Перелом, наступающий в жизни (и психике) молодого писателя на рубеже 40-х годов — ему еще нет и тридцати, — превосходно объясняет его поведение в Америке и те претензии, которые шокируют американцев не меньше, чем их общественная система шокирует молодого радикала. Уилсон метко замечает, что во время поездки его героя за океан встречаются и сталкиваются две силы — и получается короткое замыкание.

Даже мелкие и как будто «прозаические» детали не кажутся в книге лишними. Напротив, они приближают героя к читающему историю его бурной, кипучей, деятельной, но далеко не столь счастливой жизни. Растет семья — Кэт производит на свет одного ребенка за другим, все более замыкаясь в сонной апатии. Ее оглушает шум славы Чарльза и динамизм его энергии. Растут литературные связи — Диккенс уже в центре литературной жизни столицы, среди его новых друзей знаменитые актеры, писатели, художники. Он должен поддерживать блистательный фасад благополучия и процветания. Свойственная ему тяга к обеспеченности и жизни на широкую ногу толкает его ко все более интенсивной деятельности в еще более безумном ритме. Гениальный писатель и преуспевший сын мелкого служащего вступают в нем в спор и не всегда легко находят возможность найти общий язык. Отсюда «прозаическое» объяснение многих поступков Неподражаемого уже в конце 30-х и начале 40-х годов: споры с издателями (еще до поездки в Америку) по поводу «Барнеби Раджа», введение американского эпизода в роман «Мартин Чеззлвит» — на ходу, для повышения тиражей и циркуляции романа, работа не переводя дыхания.
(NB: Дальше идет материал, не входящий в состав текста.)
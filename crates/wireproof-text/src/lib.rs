//! Plain-text payload validation.
//!
//! Compares a received payload against a control string after resolving
//! dynamic content and placeholder tokens in the control side. The
//! control string may mark stretches of the received text as
//! uninteresting (`@ignore@`, `@ignore(n)@`), capture stretches into
//! context variables (`@variable('name')@`), or defer the whole
//! comparison to a validation matcher (`@contains(...)@` and friends).
//!
//! Processing order is fixed: trim, dynamic content, whitespace policy,
//! ignore tokens, variable tokens, matcher dispatch, comparison. Each
//! step feeds the next; reordering changes observable behavior.

mod normalize;
mod placeholders;

pub use normalize::{normalize_newlines, normalize_whitespace, strip_whitespace};
pub use placeholders::{resolve_ignore_tokens, resolve_variable_tokens};

use anyhow::Result;
use serde::{Deserialize, Serialize};
use wireproof_context::ExchangeContext;
use wireproof_ports::{MessageValidator, ValidationFailure};
use wireproof_schema::{Message, MessageType};

/// Control value that accepts any received payload without scanning.
const GLOBAL_IGNORE: &str = "@ignore@";

/// Comparison policies.
///
/// `ignore_whitespace` collapses all whitespace runs on both sides and
/// wins over `ignore_newline_type` when both are set; it is checked
/// first and short-circuits. Both default to off: exact comparison.
#[derive(Debug, Clone, Copy, Default, PartialEq, Eq, Serialize, Deserialize)]
pub struct TextValidatorConfig {
    #[serde(default)]
    pub ignore_whitespace: bool,
    #[serde(default)]
    pub ignore_newline_type: bool,
}

/// Validator for plain-text payloads.
///
/// Stateless per call; policies are fixed at construction. One instance
/// can serve any number of validations, concurrently if needed.
#[derive(Debug, Clone, Copy, Default)]
pub struct PlainTextValidator {
    config: TextValidatorConfig,
}

impl PlainTextValidator {
    pub fn new(config: TextValidatorConfig) -> Self {
        Self { config }
    }

    pub fn config(&self) -> TextValidatorConfig {
        self.config
    }

    /// Validate `received` against `control`.
    ///
    /// Ok on success. Domain mismatches are [`ValidationFailure`] values
    /// inside the error (recover with `downcast_ref`); an unresolvable
    /// `${var}` or `fn:...` in the control string is an ordinary error.
    ///
    /// A blank control string means "no expectation" and skips
    /// validation entirely. A blank received payload against a non-blank
    /// control is a hard failure regardless of content, raised before
    /// any normalization.
    pub fn validate(
        &self,
        received: &str,
        control: &str,
        ctx: &mut ExchangeContext,
    ) -> Result<()> {
        let control = control.trim();
        if control.is_empty() {
            return Ok(());
        }
        let received = received.trim();
        if received.is_empty() {
            return Err(ValidationFailure::blank_received(control).into());
        }

        let control = ctx.resolve_dynamic(control)?;

        let (mut received, mut control) = (received.to_string(), control);
        if self.config.ignore_whitespace {
            received = normalize_whitespace(&received);
            control = normalize_whitespace(&control);
        } else if self.config.ignore_newline_type {
            received = normalize_newlines(&received);
            control = normalize_newlines(&control);
        }

        if control == GLOBAL_IGNORE {
            return Ok(());
        }

        let control = resolve_ignore_tokens(&control, &received);
        let control = resolve_variable_tokens(&control, &received, ctx);

        if ctx.is_matcher_expression(&control) {
            return ctx
                .delegate_validate(&received, &control)
                .map_err(|mismatch| {
                    ValidationFailure::content_mismatch(mismatch.expression, mismatch.received)
                        .into()
                });
        }

        if received == control {
            return Ok(());
        }
        if strip_whitespace(&received) == strip_whitespace(&control) {
            return Err(ValidationFailure::whitespace_only(control, received).into());
        }
        Err(ValidationFailure::content_mismatch(control, received).into())
    }
}

impl MessageValidator for PlainTextValidator {
    fn supports(&self, message_type: MessageType) -> bool {
        message_type == MessageType::Plaintext
    }

    fn validate(
        &self,
        received: &Message,
        control: &Message,
        ctx: &mut ExchangeContext,
    ) -> Result<()> {
        PlainTextValidator::validate(self, &received.payload, &control.payload, ctx)
    }
}

#[cfg(test)]
mod tests {
    use super::*;
    use wireproof_ports::{FailureKind, ValidationFailure};

    fn validator() -> PlainTextValidator {
        PlainTextValidator::default()
    }

    fn failure(err: anyhow::Error) -> ValidationFailure {
        err.downcast_ref::<ValidationFailure>()
            .expect("expected a validation failure")
            .clone()
    }

    #[test]
    fn identical_text_passes() {
        let mut ctx = ExchangeContext::new();
        assert!(validator().validate("Hello World!", "Hello World!", &mut ctx).is_ok());
    }

    #[test]
    fn leading_and_trailing_whitespace_is_trimmed() {
        let mut ctx = ExchangeContext::new();
        assert!(validator().validate("   Hello World!   ", "Hello World!", &mut ctx).is_ok());
    }

    #[test]
    fn multiline_text_compares_exactly() {
        let mut ctx = ExchangeContext::new();
        assert!(validator().validate("Hello\nWorld!\n", "Hello\nWorld!\n", &mut ctx).is_ok());
    }

    #[test]
    fn content_mismatch_carries_both_sides() {
        let mut ctx = ExchangeContext::new();
        let err = validator().validate("foo", "bar", &mut ctx).unwrap_err();
        let f = failure(err);
        assert_eq!(f.kind, FailureKind::ContentMismatch);
        assert_eq!(f.expected, "bar");
        assert_eq!(f.actual, "foo");
        insta::assert_snapshot!(
            f.to_string(),
            @"validation failed: expected 'bar' but was 'foo'"
        );
    }

    #[test]
    fn blank_control_skips_validation() {
        let mut ctx = ExchangeContext::new();
        assert!(validator().validate("anything", "   ", &mut ctx).is_ok());
        assert!(validator().validate("", "", &mut ctx).is_ok());
    }

    #[test]
    fn blank_received_is_a_hard_failure() {
        let mut ctx = ExchangeContext::new();
        let err = validator().validate("   ", "expected text", &mut ctx).unwrap_err();
        assert_eq!(failure(err).kind, FailureKind::BlankReceived);
    }

    #[test]
    fn blank_received_fails_even_against_global_ignore() {
        let mut ctx = ExchangeContext::new();
        let err = validator().validate("", "@ignore@", &mut ctx).unwrap_err();
        assert_eq!(failure(err).kind, FailureKind::BlankReceived);
    }

    #[test]
    fn global_ignore_accepts_anything() {
        let mut ctx = ExchangeContext::new();
        assert!(validator().validate("Hello World!", "@ignore@", &mut ctx).is_ok());
        assert!(validator().validate("{\"also\": \"json\"}", "@ignore@", &mut ctx).is_ok());
    }

    #[test]
    fn ignore_token_with_count_passes() {
        let mut ctx = ExchangeContext::new();
        assert!(validator().validate("Hello World!", "Hello @ignore(5)@!", &mut ctx).is_ok());
    }

    #[test]
    fn ignore_token_count_overrun_clamps() {
        let mut ctx = ExchangeContext::new();
        assert!(
            validator()
                .validate("Hello World, time is 1234", "Hello @ignore@ time is @ignore(100)@", &mut ctx)
                .is_ok()
        );
    }

    #[test]
    fn bare_ignore_consumes_to_next_whitespace() {
        let mut ctx = ExchangeContext::new();
        assert!(
            validator()
                .validate("Hello World! today", "Hello @ignore@ today", &mut ctx)
                .is_ok()
        );
    }

    #[test]
    fn mismatch_outside_ignored_stretch_still_fails() {
        let mut ctx = ExchangeContext::new();
        let err = validator()
            .validate("Hello World!", "Goodbye @ignore(5)@!", &mut ctx)
            .unwrap_err();
        assert_eq!(failure(err).kind, FailureKind::ContentMismatch);
    }

    #[test]
    fn variable_token_passes_and_binds() {
        let mut ctx = ExchangeContext::new();
        assert!(
            validator()
                .validate("Status: OK", "Status: @variable('st')@", &mut ctx)
                .is_ok()
        );
        assert_eq!(ctx.variable("st"), Some("OK"));
    }

    // Ignore tokens resolve before variable tokens; an ignore ahead of a
    // variable keeps every later offset aligned. The reverse arrangement
    // (a variable token ahead of an ignore token) is deliberately
    // unpinned: offsets for the ignore pass are computed while variable
    // tokens still sit in the control string, and that interaction is
    // undefined.
    #[test]
    fn ignore_before_variable_keeps_offsets_aligned() {
        let mut ctx = ExchangeContext::new();
        assert!(
            validator()
                .validate(
                    "order 42 state shipped",
                    "order @ignore@ state @variable('state')@",
                    &mut ctx,
                )
                .is_ok()
        );
        assert_eq!(ctx.variable("state"), Some("shipped"));
    }

    #[test]
    fn control_resolves_context_variables() {
        let mut ctx = ExchangeContext::new();
        ctx.set_variable("world", "World");
        assert!(validator().validate("Hello World!", "Hello ${world}!", &mut ctx).is_ok());
    }

    #[test]
    fn unknown_control_variable_is_not_a_validation_failure() {
        let mut ctx = ExchangeContext::new();
        let err = validator().validate("x", "${undefined}", &mut ctx).unwrap_err();
        assert!(err.downcast_ref::<ValidationFailure>().is_none());
        assert!(err.to_string().contains("undefined"));
    }

    #[test]
    fn whitespace_only_difference_is_distinguished() {
        let mut ctx = ExchangeContext::new();
        let err = validator().validate("foo  bar", "foo bar", &mut ctx).unwrap_err();
        let f = failure(err);
        assert_eq!(f.kind, FailureKind::WhitespaceOnly);
        insta::assert_snapshot!(
            f.to_string(),
            @"validation failed, only whitespace differs: expected 'foo bar' but was 'foo  bar'"
        );
    }

    #[test]
    fn ignore_whitespace_policy_collapses_runs() {
        let mut ctx = ExchangeContext::new();
        let v = PlainTextValidator::new(TextValidatorConfig {
            ignore_whitespace: true,
            ignore_newline_type: false,
        });
        assert!(v.validate("foo  bar", "foo bar", &mut ctx).is_ok());
        assert!(
            v.validate(" Hello\r\n\n  \t World!\t\t\n\n    ", "Hello\n World!\n", &mut ctx)
                .is_ok()
        );
    }

    #[test]
    fn newline_policy_folds_crlf_and_cr() {
        let mut ctx = ExchangeContext::new();
        let strict = validator();
        let err = strict
            .validate("Hello\nWorld!\na", "Hello\r\nWorld!\r\na", &mut ctx)
            .unwrap_err();
        assert_eq!(failure(err).kind, FailureKind::WhitespaceOnly);

        let lenient = PlainTextValidator::new(TextValidatorConfig {
            ignore_whitespace: false,
            ignore_newline_type: true,
        });
        assert!(
            lenient
                .validate("Hello\nWorld!\na", "Hello\r\nWorld!\r\na", &mut ctx)
                .is_ok()
        );
        assert!(
            lenient
                .validate("Hello\nWorld!\na", "Hello\rWorld!\ra", &mut ctx)
                .is_ok()
        );
    }

    #[test]
    fn ignore_whitespace_wins_over_newline_policy() {
        let mut ctx = ExchangeContext::new();
        let v = PlainTextValidator::new(TextValidatorConfig {
            ignore_whitespace: true,
            ignore_newline_type: true,
        });
        // Collapsing runs also erases the newline difference entirely.
        assert!(v.validate("a \r\n b", "a\nb", &mut ctx).is_ok());
    }

    #[test]
    fn matcher_expression_delegates() {
        let mut ctx = ExchangeContext::new();
        assert!(
            validator()
                .validate("Hello World!", "@contains('World!')@", &mut ctx)
                .is_ok()
        );
        let err = validator()
            .validate("Hello World!", "@contains('Space!')@", &mut ctx)
            .unwrap_err();
        let f = failure(err);
        assert_eq!(f.kind, FailureKind::ContentMismatch);
        assert_eq!(f.expected, "@contains('Space!')@");
        assert_eq!(f.actual, "Hello World!");
    }

    #[test]
    fn supports_only_plaintext_messages() {
        let v = validator();
        assert!(MessageValidator::supports(&v, MessageType::Plaintext));
        assert!(!MessageValidator::supports(&v, MessageType::Json));
        assert!(!MessageValidator::supports(&v, MessageType::Binary));
    }

    #[test]
    fn message_level_validate_uses_payloads() {
        let mut ctx = ExchangeContext::new();
        let v = validator();
        let received = Message::plaintext("Status: OK");
        let control = Message::plaintext("Status: @variable('st')@");
        assert!(MessageValidator::validate(&v, &received, &control, &mut ctx).is_ok());
        assert_eq!(ctx.variable("st"), Some("OK"));
    }
}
И вскоре потребность бежать без оглядки, двигаться, менять обстановку, видеть новые страны, новых людей.

Объяснение происходящего опущено автором в подтекст, но перед нами встает молодой еще Диккенс совсем не таким, каким его видят современники, — удачливым, счастливым баловнем фортуны. Передается его незащищенность и уязвимость, его положение человека, которому некогда вздохнуть, человека, живущего уже «с основного капитала». Уилсон, правда, подчеркивает, что Диккенс находит время и для кипучей работы, и для кипучих развлечений, имея в виду прежде всего страсть писателя к домашним спектаклям, которая с годами растет, но мы видим и посещающие его периоды депрессии, и первые приступы безудержного гнева, и истерики в быту.

В то время как с каждым годом Диккенс-романист становится все больше живой легендой, человеком-мифом, книги которого так или иначе (порой в устном предании) входят в каждый дом, в собственном доме его все меньше покоя. Деловитая свояченица Джорджина держит в руках весь этот шумный бедлам с растущими детьми и многочисленными слугами, но сам Диккенс мечется как безумный, ища нового и нового применения своему безудержному гению. Италия, Швейцария, Париж… Неподражаемый уже не привязан, как бывало, к Лондону, все чаще бежит из него, спасаясь подчас от самого себя.